- Exercise brief -
Below is a listing; copy all of it exactly.

- Task input -
-- Opening Marker --

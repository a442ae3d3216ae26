//! Core of the matrix-reasoning test battery.
//!
//! This crate provides:
//! - Deterministic, seed-driven puzzle generation
//! - A catalog of pattern rule sets with per-rule distractor synthesis
//! - SVG rendering and base64 transport encoding of every cell
//! - The JSON payload handed to the UI

pub mod matrix;

pub use matrix::{
    generate, generate_at, GeneratedItem, GeneratorConfig, ItemGenerator, RenderedItem,
    RuleCatalog, RuleSetId,
};
//! Demo driver: generates one matrix item and prints it as JSON.
//!
//! Usage: `matrix_studio [DIFFICULTY] [ITEM_INDEX] [SEED] [--out DIR]`
//!
//! With `--out`, every matrix cell and option is also written to `DIR` as
//! `matrix_N.svg` / `option_N.svg`. Logging is controlled by `RUST_LOG`;
//! generator settings by the `MATRIX_*` variables.

use std::io;
use std::path::{Path, PathBuf};

use matrix_core::matrix::{decode, GeneratorConfig, ItemGenerator, RenderedItem};
use tracing::{error, info};
use tracing_subscriber::EnvFilter;

const USAGE: &str = "Usage: matrix_studio [DIFFICULTY] [ITEM_INDEX] [SEED] [--out DIR]";

#[derive(Debug, PartialEq)]
struct Args {
    difficulty: i32,
    item_index: usize,
    seed: Option<String>,
    out: Option<PathBuf>,
}

fn parse_args(args: impl IntoIterator<Item = String>) -> Result<Args, String> {
    let mut positional = Vec::new();
    let mut out = None;
    let mut iter = args.into_iter();
    while let Some(arg) = iter.next() {
        if arg == "--out" {
            let dir = iter.next().ok_or("--out needs a directory")?;
            out = Some(PathBuf::from(dir));
        } else {
            positional.push(arg);
        }
    }
    if positional.len() > 3 {
        return Err(format!("Unexpected argument '{}'", positional[3]));
    }

    let difficulty = match positional.first() {
        Some(s) => s
            .parse()
            .map_err(|_| format!("Invalid difficulty '{}'", s))?,
        None => 1,
    };
    let item_index = match positional.get(1) {
        Some(s) => s
            .parse()
            .map_err(|_| format!("Invalid item index '{}'", s))?,
        None => 0,
    };
    Ok(Args {
        difficulty,
        item_index,
        seed: positional.get(2).cloned(),
        out,
    })
}

fn write_svg(path: PathBuf, encoded: &str) -> io::Result<()> {
    let markup =
        decode(encoded).map_err(|e| io::Error::new(io::ErrorKind::InvalidData, e.to_string()))?;
    std::fs::write(path, markup)
}

fn write_svgs(dir: &Path, item: &RenderedItem) -> io::Result<()> {
    std::fs::create_dir_all(dir)?;
    for (i, cell) in item.matrix_cells.iter().enumerate() {
        write_svg(dir.join(format!("matrix_{}.svg", i)), cell)?;
    }
    for (i, option) in item.options.iter().enumerate() {
        write_svg(dir.join(format!("option_{}.svg", i)), option)?;
    }
    Ok(())
}

fn main() {
    tracing_subscriber::fmt()
        .with_env_filter(EnvFilter::from_default_env())
        .with_writer(io::stderr)
        .init();

    let args = match parse_args(std::env::args().skip(1)) {
        Ok(args) => args,
        Err(msg) => {
            eprintln!("{}\n{}", msg, USAGE);
            std::process::exit(2);
        }
    };
    let config = match GeneratorConfig::from_env() {
        Ok(config) => config,
        Err(e) => {
            error!("{}", e);
            std::process::exit(2);
        }
    };

    let mut generator = ItemGenerator::new(config);
    let item = generator.generate(args.difficulty, args.item_index, args.seed.as_deref());
    info!(
        "Generated item with rule set {} at level {} (seed {})",
        item.pattern_type_used, item.difficulty_level_used, item.seed
    );

    match item.to_json() {
        Ok(json) => println!("{}", json),
        Err(e) => {
            error!("Failed to serialize item: {}", e);
            std::process::exit(1);
        }
    }

    if let Some(dir) = args.out {
        if let Err(e) = write_svgs(&dir, &item) {
            error!("Failed to write SVGs to {}: {}", dir.display(), e);
            std::process::exit(1);
        }
        info!(
            "Wrote {} SVG files to {}",
            item.matrix_cells.len() + item.options.len(),
            dir.display()
        );
    }
}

-- Closing Marker --

- Problem solution -
repository a442ae3d3216ae26
//! Core of the matrix-reasoning test battery.
//!
//! This crate provides:
//! - Deterministic, seed-driven puzzle generation
//! - A catalog of pattern rule sets with per-rule distractor synthesis
//! - SVG rendering and base64 transport encoding of every cell
//! - The JSON payload handed to the UI

pub mod matrix;

pub use matrix::{
    generate, generate_at, GeneratedItem, GeneratorConfig, ItemGenerator, RenderedItem,
    RuleCatalog, RuleSetId,
};
//! Demo driver: generates one matrix item and prints it as JSON.
//!
//! Usage: `matrix_studio [DIFFICULTY] [ITEM_INDEX] [SEED] [--out DIR]`
//!
//! With `--out`, every matrix cell and option is also written to `DIR` as
//! `matrix_N.svg` / `option_N.svg`. Logging is controlled by `RUST_LOG`;
//! generator settings by the `MATRIX_*` variables.

use std::io;
use std::path::{Path, PathBuf};

use matrix_core::matrix::{decode, GeneratorConfig, ItemGenerator, RenderedItem};
use tracing::{error, info};
use tracing_subscriber::EnvFilter;

const USAGE: &str = "Usage: matrix_studio [DIFFICULTY] [ITEM_INDEX] [SEED] [--out DIR]";

#[derive(Debug, PartialEq)]
struct Args {
    difficulty: i32,
    item_index: usize,
    seed: Option<String>,
    out: Option<PathBuf>,
}

fn parse_args(args: impl IntoIterator<Item = String>) -> Result<Args, String> {
    let mut positional = Vec::new();
    let mut out = None;
    let mut iter = args.into_iter();
    while let Some(arg) = iter.next() {
        if arg == "--out" {
            let dir = iter.next().ok_or("--out needs a directory")?;
            out = Some(PathBuf::from(dir));
        } else {
            positional.push(arg);
        }
    }
    if positional.len() > 3 {
        return Err(format!("Unexpected argument '{}'", positional[3]));
    }

    let difficulty = match positional.first() {
        Some(s) => s
            .parse()
            .map_err(|_| format!("Invalid difficulty '{}'", s))?,
        None => 1,
    };
    let item_index = match positional.get(1) {
        Some(s) => s
            .parse()
            .map_err(|_| format!("Invalid item index '{}'", s))?,
        None => 0,
    };
    Ok(Args {
        difficulty,
        item_index,
        seed: positional.get(2).cloned(),
        out,
    })
}

fn write_svg(path: PathBuf, encoded: &str) -> io::Result<()> {
    let markup =
        decode(encoded).map_err(|e| io::Error::new(io::ErrorKind::InvalidData, e.to_string()))?;
    std::fs::write(path, markup)
}

fn write_svgs(dir: &Path, item: &RenderedItem) -> io::Result<()> {
    std::fs::create_dir_all(dir)?;
    for (i, cell) in item.matrix_cells.iter().enumerate() {
        write_svg(dir.join(format!("matrix_{}.svg", i)), cell)?;
    }
    for (i, option) in item.options.iter().enumerate() {
        write_svg(dir.join(format!("option_{}.svg", i)), option)?;
    }
    Ok(())
}

fn main() {
    tracing_subscriber::fmt()
        .with_env_filter(EnvFilter::from_default_env())
        .with_writer(io::stderr)
        .init();

    let args = match parse_args(std::env::args().skip(1)) {
        Ok(args) => args,
        Err(msg) => {
            eprintln!("{}\n{}", msg, USAGE);
            std::process::exit(2);
        }
    };
    let config = match GeneratorConfig::from_env() {
        Ok(config) => config,
        Err(e) => {
            error!("{}", e);
            std::process::exit(2);
        }
    };

    let mut generator = ItemGenerator::new(config);
    let item = generator.generate(args.difficulty, args.item_index, args.seed.as_deref());
    info!(
        "Generated item with rule set {} at level {} (seed {})",
        item.pattern_type_used, item.difficulty_level_used, item.seed
    );

    match item.to_json() {
        Ok(json) => println!("{}", json),
        Err(e) => {
            error!("Failed to serialize item: {}", e);
            std::process::exit(1);
        }
    }

    if let Some(dir) = args.out {
        if let Err(e) = write_svgs(&dir, &item) {
            error!("Failed to write SVGs to {}: {}", dir.display(), e);
            std::process::exit(1);
        }
        info!(
            "Wrote {} SVG files to {}",
            item.matrix_cells.len() + item.options.len(),
            dir.display()
        );
    }
}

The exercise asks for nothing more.